From infancy onward, we sought answers and consulted many clinicians. We had no family history of rare disease, and early genetic testing was negative. In February 2020, shortly before his third birthday, we proceeded with exome sequencing to look for a causative mutation. When that test also came back negative, it was devastating.

A year and a half later, we received an unexpected call from the genetic counseling team at Minnesota Children’s Hospital. Jerrick’s exome had been reanalyzed through the Patient for Life program after a new medical study identified variants in the ZMYM2 gene – present in Jerrick’s original exome – as a cause of genetic abnormalities. This updated interpretation finally provided a diagnosis: ZMYM2-related syndrome, the underlying genetic explanation for his medical challenges.

Can you describe what it meant to finally receive a diagnosis after reanalysis?

It was initially frightening to learn that Jerrick had a rare disease I knew nothing about. But once I had time to process the information, I felt relief and validation – we finally understood the root cause of the many conditions that had previously been treated as unrelated.

The diagnosis also helped my husband and me move past fears about what might have caused Jerrick’s symptoms and instead feel empowered to learn more and take action. One of the most meaningful outcomes has been connecting with other families whose children share the same diagnosis. Through a Facebook community for ZMYM2 families, I’ve gained both emotional support and practical guidance on managing care.

We also met with geneticists to determine whether we were carriers of the ZMYM2 mutation and were relieved to learn that we were not.
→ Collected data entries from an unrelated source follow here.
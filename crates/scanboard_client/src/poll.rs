use std::collections::HashMap;
use std::sync::atomic::{AtomicU64, Ordering};
use std::sync::{Arc, Mutex};
use std::time::Duration;

use client_logging::{client_debug, client_warn};
use tokio_util::sync::CancellationToken;

use crate::api::StatusSource;
use crate::types::{is_terminal_label, ClientEvent, EventSink, JobId};

struct PollEntry {
    generation: u64,
    token: CancellationToken,
}

/// Owner of the per-job fallback pollers.
///
/// At most one poller runs per job id; `start` for an id with a live poller
/// is a no-op. `stop` is idempotent and safe after a loop already stopped
/// itself.
pub struct PollSet {
    runtime: tokio::runtime::Handle,
    source: Arc<dyn StatusSource>,
    sink: Arc<dyn EventSink>,
    interval: Duration,
    active: Arc<Mutex<HashMap<JobId, PollEntry>>>,
    next_generation: AtomicU64,
}

impl PollSet {
    pub fn new(
        runtime: tokio::runtime::Handle,
        source: Arc<dyn StatusSource>,
        sink: Arc<dyn EventSink>,
        interval: Duration,
    ) -> Self {
        Self {
            runtime,
            source,
            sink,
            interval,
            active: Arc::new(Mutex::new(HashMap::new())),
            next_generation: AtomicU64::new(0),
        }
    }

    /// Starts the poll loop for a job. The first poll fires immediately.
    pub fn start(&self, job_id: &str) {
        let mut active = self.active.lock().expect("poll set lock");
        if active.contains_key(job_id) {
            client_debug!("poller already active for job {job_id}");
            return;
        }
        let generation = self.next_generation.fetch_add(1, Ordering::Relaxed);
        let token = CancellationToken::new();
        active.insert(
            job_id.to_string(),
            PollEntry {
                generation,
                token: token.clone(),
            },
        );
        drop(active);

        self.runtime.spawn(poll_job(
            self.source.clone(),
            self.sink.clone(),
            self.active.clone(),
            job_id.to_string(),
            self.interval,
            generation,
            token,
        ));
    }

    /// Cancels the poll loop for a job, if one is active.
    pub fn stop(&self, job_id: &str) {
        if let Some(entry) = self.active.lock().expect("poll set lock").remove(job_id) {
            entry.token.cancel();
        }
    }

    /// Cancels every active poll loop.
    pub fn stop_all(&self) {
        for (_, entry) in self.active.lock().expect("poll set lock").drain() {
            entry.token.cancel();
        }
    }

    pub fn is_active(&self, job_id: &str) -> bool {
        self.active
            .lock()
            .expect("poll set lock")
            .contains_key(job_id)
    }
}

async fn poll_job(
    source: Arc<dyn StatusSource>,
    sink: Arc<dyn EventSink>,
    active: Arc<Mutex<HashMap<JobId, PollEntry>>>,
    job_id: JobId,
    period: Duration,
    generation: u64,
    token: CancellationToken,
) {
    let mut ticker = tokio::time::interval(period);
    loop {
        // Cancellation wins over the tick and over an in-flight request.
        // Whoever cancelled also removed our entry.
        tokio::select! {
            _ = token.cancelled() => return,
            _ = ticker.tick() => {}
        }
        let observed = tokio::select! {
            _ = token.cancelled() => return,
            result = source.job_status(&job_id) => result,
        };
        match observed {
            Ok(status) => {
                let terminal = is_terminal_label(&status);
                // The terminal value is forwarded before the loop stops:
                // the final observation is never dropped.
                sink.emit(ClientEvent::PollStatus {
                    job_id: job_id.clone(),
                    status,
                });
                if terminal {
                    break;
                }
            }
            Err(err) => {
                // Transport trouble is not fatal; keep polling.
                client_warn!("poll for job {job_id} failed: {err}");
            }
        }
    }

    // Self-termination: deregister, but only our own entry. A concurrent
    // stop/start pair may have replaced it with a newer poller.
    let mut active = active.lock().expect("poll set lock");
    if active
        .get(&job_id)
        .is_some_and(|entry| entry.generation == generation)
    {
        active.remove(&job_id);
    }
}
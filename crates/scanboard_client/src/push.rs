use std::sync::{Arc, Mutex};
use std::time::Duration;

use bytes::BytesMut;
use client_logging::client_warn;
use futures_util::StreamExt;
use tokio_util::sync::CancellationToken;

use crate::types::{decode_event, ClientEvent, EventSink};

/// The single process-wide push connection to the job service's subscription
/// stream.
///
/// `connect` and `disconnect` are idempotent: connecting tears down any
/// previous stream first, so reconnect-after-error is `disconnect` then
/// `connect`, safe to call repeatedly. Transport failures, malformed
/// payloads, and unknown task kinds never terminate the channel object
/// itself; failures surface as a single `PushErrored` signal and the owner
/// decides when to redial.
pub struct PushChannel {
    runtime: tokio::runtime::Handle,
    http: reqwest::Client,
    url: String,
    sink: Arc<dyn EventSink>,
    token: Mutex<Option<CancellationToken>>,
}

impl PushChannel {
    pub fn new(
        runtime: tokio::runtime::Handle,
        connect_timeout: Duration,
        url: String,
        sink: Arc<dyn EventSink>,
    ) -> Self {
        // Dedicated client without a request timeout: the subscription
        // response body is read for the lifetime of the connection.
        let http = reqwest::Client::builder()
            .connect_timeout(connect_timeout)
            .build()
            .expect("http client for push channel");
        Self {
            runtime,
            http,
            url,
            sink,
            token: Mutex::new(None),
        }
    }

    /// Opens the stream, replacing any previous connection.
    pub fn connect(&self) {
        self.disconnect();
        let token = CancellationToken::new();
        *self.token.lock().expect("push channel lock") = Some(token.clone());
        self.runtime.spawn(run_stream(
            self.http.clone(),
            self.url.clone(),
            self.sink.clone(),
            token,
        ));
    }

    /// Closes the stream. Safe to call when not connected.
    pub fn disconnect(&self) {
        if let Some(token) = self.token.lock().expect("push channel lock").take() {
            token.cancel();
        }
    }
}

async fn run_stream(
    http: reqwest::Client,
    url: String,
    sink: Arc<dyn EventSink>,
    token: CancellationToken,
) {
    let outcome = tokio::select! {
        _ = token.cancelled() => return,
        outcome = read_stream(&http, &url, sink.as_ref()) => outcome,
    };

    // A deliberate disconnect is silent; everything else is an error signal,
    // including the server closing an otherwise healthy stream.
    let detail = match outcome {
        Ok(()) => "event stream ended".to_string(),
        Err(detail) => detail,
    };
    sink.emit(ClientEvent::PushErrored { detail });
}

async fn read_stream(
    http: &reqwest::Client,
    url: &str,
    sink: &dyn EventSink,
) -> Result<(), String> {
    let response = http.get(url).send().await.map_err(|err| err.to_string())?;
    let status = response.status();
    if !status.is_success() {
        return Err(format!(
            "subscribe endpoint returned http {}",
            status.as_u16()
        ));
    }

    sink.emit(ClientEvent::PushOpened);

    let mut buffer = BytesMut::new();
    let mut stream = response.bytes_stream();
    while let Some(chunk) = stream.next().await {
        let chunk = chunk.map_err(|err| err.to_string())?;
        buffer.extend_from_slice(&chunk);
        while let Some(frame) = take_frame(&mut buffer) {
            if let Some(payload) = event_data(&frame) {
                dispatch(&payload, sink);
            }
        }
    }
    Ok(())
}

fn dispatch(payload: &str, sink: &dyn EventSink) {
    match decode_event(payload) {
        Ok(event) => sink.emit(ClientEvent::Push(event)),
        // One bad message must never take the stream down.
        Err(err) => client_warn!("dropping push event: {err}"),
    }
}

/// Splits one blank-line-delimited SSE frame off the front of the buffer.
fn take_frame(buffer: &mut BytesMut) -> Option<String> {
    let lf = find(buffer, b"\n\n");
    let crlf = find(buffer, b"\r\n\r\n");
    let (pos, delim_len) = match (lf, crlf) {
        (Some(a), Some(b)) if b < a => (b, 4),
        (Some(a), _) => (a, 2),
        (None, Some(b)) => (b, 4),
        (None, None) => return None,
    };
    let frame = buffer.split_to(pos);
    let _ = buffer.split_to(delim_len);
    Some(String::from_utf8_lossy(&frame).into_owned())
}

fn find(haystack: &[u8], needle: &[u8]) -> Option<usize> {
    haystack
        .windows(needle.len())
        .position(|window| window == needle)
}

/// Joins the frame's `data:` field lines; comments and other fields are
/// ignored. Returns `None` for frames without data (e.g. keep-alive pings).
fn event_data(frame: &str) -> Option<String> {
    let mut data_lines = Vec::new();
    for line in frame.split('\n') {
        let line = line.strip_suffix('\r').unwrap_or(line);
        if line.starts_with(':') {
            continue;
        }
        if let Some(value) = line.strip_prefix("data:") {
            data_lines.push(value.strip_prefix(' ').unwrap_or(value));
        }
    }
    if data_lines.is_empty() {
        None
    } else {
        Some(data_lines.join("\n"))
    }
}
Did the new information help your healthcare team better understand or treat your child’s condition?

Although there is no targeted treatment for Jerrick yet, the diagnosis has given his care team at Minnesota Children’s Hospital a clearer framework for monitoring his symptoms, comparing his presentation with other documented cases, and ordering additional testing when appropriate.

What message would you share with pathologists and laboratory professionals about the impact of their diagnostic work on families?

Every new piece of data you uncover has the potential to end a patient’s or family’s diagnostic odyssey and guide them toward more informed, effective medical care.